● TASK TO CARRY OUT: A verbatim copy of all entries is the expected output.

● ENTRIES PROVIDED:

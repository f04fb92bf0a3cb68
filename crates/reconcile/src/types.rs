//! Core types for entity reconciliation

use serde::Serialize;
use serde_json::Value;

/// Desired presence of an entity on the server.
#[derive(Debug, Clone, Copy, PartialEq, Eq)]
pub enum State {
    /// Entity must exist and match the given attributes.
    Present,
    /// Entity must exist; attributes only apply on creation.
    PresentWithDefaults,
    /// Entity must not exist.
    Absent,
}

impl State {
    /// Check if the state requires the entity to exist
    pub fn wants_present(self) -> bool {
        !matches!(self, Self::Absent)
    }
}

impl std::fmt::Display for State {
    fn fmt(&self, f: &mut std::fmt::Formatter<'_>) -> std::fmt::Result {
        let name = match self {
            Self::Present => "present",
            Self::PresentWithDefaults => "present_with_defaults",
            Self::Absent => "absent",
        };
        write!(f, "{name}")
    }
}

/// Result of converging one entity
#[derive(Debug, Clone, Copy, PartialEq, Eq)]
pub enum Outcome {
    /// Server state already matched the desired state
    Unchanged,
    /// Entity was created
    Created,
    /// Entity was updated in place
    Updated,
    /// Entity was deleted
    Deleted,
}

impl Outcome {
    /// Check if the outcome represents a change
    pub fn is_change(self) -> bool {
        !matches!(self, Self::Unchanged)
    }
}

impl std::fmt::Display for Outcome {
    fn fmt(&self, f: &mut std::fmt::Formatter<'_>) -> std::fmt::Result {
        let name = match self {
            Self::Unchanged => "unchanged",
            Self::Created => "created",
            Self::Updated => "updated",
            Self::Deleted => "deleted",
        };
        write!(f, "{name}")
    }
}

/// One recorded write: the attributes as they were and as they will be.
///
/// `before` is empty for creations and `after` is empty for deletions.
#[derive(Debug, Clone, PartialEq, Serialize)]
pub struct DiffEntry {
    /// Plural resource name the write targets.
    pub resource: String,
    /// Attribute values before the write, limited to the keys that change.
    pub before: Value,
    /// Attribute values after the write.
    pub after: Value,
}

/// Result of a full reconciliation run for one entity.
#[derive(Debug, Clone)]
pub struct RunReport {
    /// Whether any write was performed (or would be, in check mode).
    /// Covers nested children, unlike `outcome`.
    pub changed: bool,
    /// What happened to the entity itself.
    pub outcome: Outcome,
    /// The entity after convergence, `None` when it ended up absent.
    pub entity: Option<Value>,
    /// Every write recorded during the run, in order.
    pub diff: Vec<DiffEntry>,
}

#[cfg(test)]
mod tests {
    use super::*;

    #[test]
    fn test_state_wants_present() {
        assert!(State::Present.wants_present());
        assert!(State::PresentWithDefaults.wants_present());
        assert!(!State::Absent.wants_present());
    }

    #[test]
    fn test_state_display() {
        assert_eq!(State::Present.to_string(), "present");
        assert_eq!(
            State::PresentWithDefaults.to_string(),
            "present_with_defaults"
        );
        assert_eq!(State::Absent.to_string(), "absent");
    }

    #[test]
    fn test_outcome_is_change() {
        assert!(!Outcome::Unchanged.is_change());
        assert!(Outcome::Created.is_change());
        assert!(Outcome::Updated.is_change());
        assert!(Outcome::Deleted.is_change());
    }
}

● SOLVED EXERCISE:
repository f04fb92bf0a3cb68
filename crates/reconcile/src/types.rs
//! Core types for entity reconciliation

use serde::Serialize;
use serde_json::Value;

/// Desired presence of an entity on the server.
#[derive(Debug, Clone, Copy, PartialEq, Eq)]
pub enum State {
    /// Entity must exist and match the given attributes.
    Present,
    /// Entity must exist; attributes only apply on creation.
    PresentWithDefaults,
    /// Entity must not exist.
    Absent,
}

impl State {
    /// Check if the state requires the entity to exist
    pub fn wants_present(self) -> bool {
        !matches!(self, Self::Absent)
    }
}

impl std::fmt::Display for State {
    fn fmt(&self, f: &mut std::fmt::Formatter<'_>) -> std::fmt::Result {
        let name = match self {
            Self::Present => "present",
            Self::PresentWithDefaults => "present_with_defaults",
            Self::Absent => "absent",
        };
        write!(f, "{name}")
    }
}

/// Result of converging one entity
#[derive(Debug, Clone, Copy, PartialEq, Eq)]
pub enum Outcome {
    /// Server state already matched the desired state
    Unchanged,
    /// Entity was created
    Created,
    /// Entity was updated in place
    Updated,
    /// Entity was deleted
    Deleted,
}

impl Outcome {
    /// Check if the outcome represents a change
    pub fn is_change(self) -> bool {
        !matches!(self, Self::Unchanged)
    }
}

impl std::fmt::Display for Outcome {
    fn fmt(&self, f: &mut std::fmt::Formatter<'_>) -> std::fmt::Result {
        let name = match self {
            Self::Unchanged => "unchanged",
            Self::Created => "created",
            Self::Updated => "updated",
            Self::Deleted => "deleted",
        };
        write!(f, "{name}")
    }
}

/// One recorded write: the attributes as they were and as they will be.
///
/// `before` is empty for creations and `after` is empty for deletions.
#[derive(Debug, Clone, PartialEq, Serialize)]
pub struct DiffEntry {
    /// Plural resource name the write targets.
    pub resource: String,
    /// Attribute values before the write, limited to the keys that change.
    pub before: Value,
    /// Attribute values after the write.
    pub after: Value,
}

/// Result of a full reconciliation run for one entity.
#[derive(Debug, Clone)]
pub struct RunReport {
    /// Whether any write was performed (or would be, in check mode).
    /// Covers nested children, unlike `outcome`.
    pub changed: bool,
    /// What happened to the entity itself.
    pub outcome: Outcome,
    /// The entity after convergence, `None` when it ended up absent.
    pub entity: Option<Value>,
    /// Every write recorded during the run, in order.
    pub diff: Vec<DiffEntry>,
}

#[cfg(test)]
mod tests {
    use super::*;

    #[test]
    fn test_state_wants_present() {
        assert!(State::Present.wants_present());
        assert!(State::PresentWithDefaults.wants_present());
        assert!(!State::Absent.wants_present());
    }

    #[test]
    fn test_state_display() {
        assert_eq!(State::Present.to_string(), "present");
        assert_eq!(
            State::PresentWithDefaults.to_string(),
            "present_with_defaults"
        );
        assert_eq!(State::Absent.to_string(), "absent");
    }

    #[test]
    fn test_outcome_is_change() {
        assert!(!Outcome::Unchanged.is_change());
        assert!(Outcome::Created.is_change());
        assert!(Outcome::Updated.is_change());
        assert!(Outcome::Deleted.is_change());
    }
}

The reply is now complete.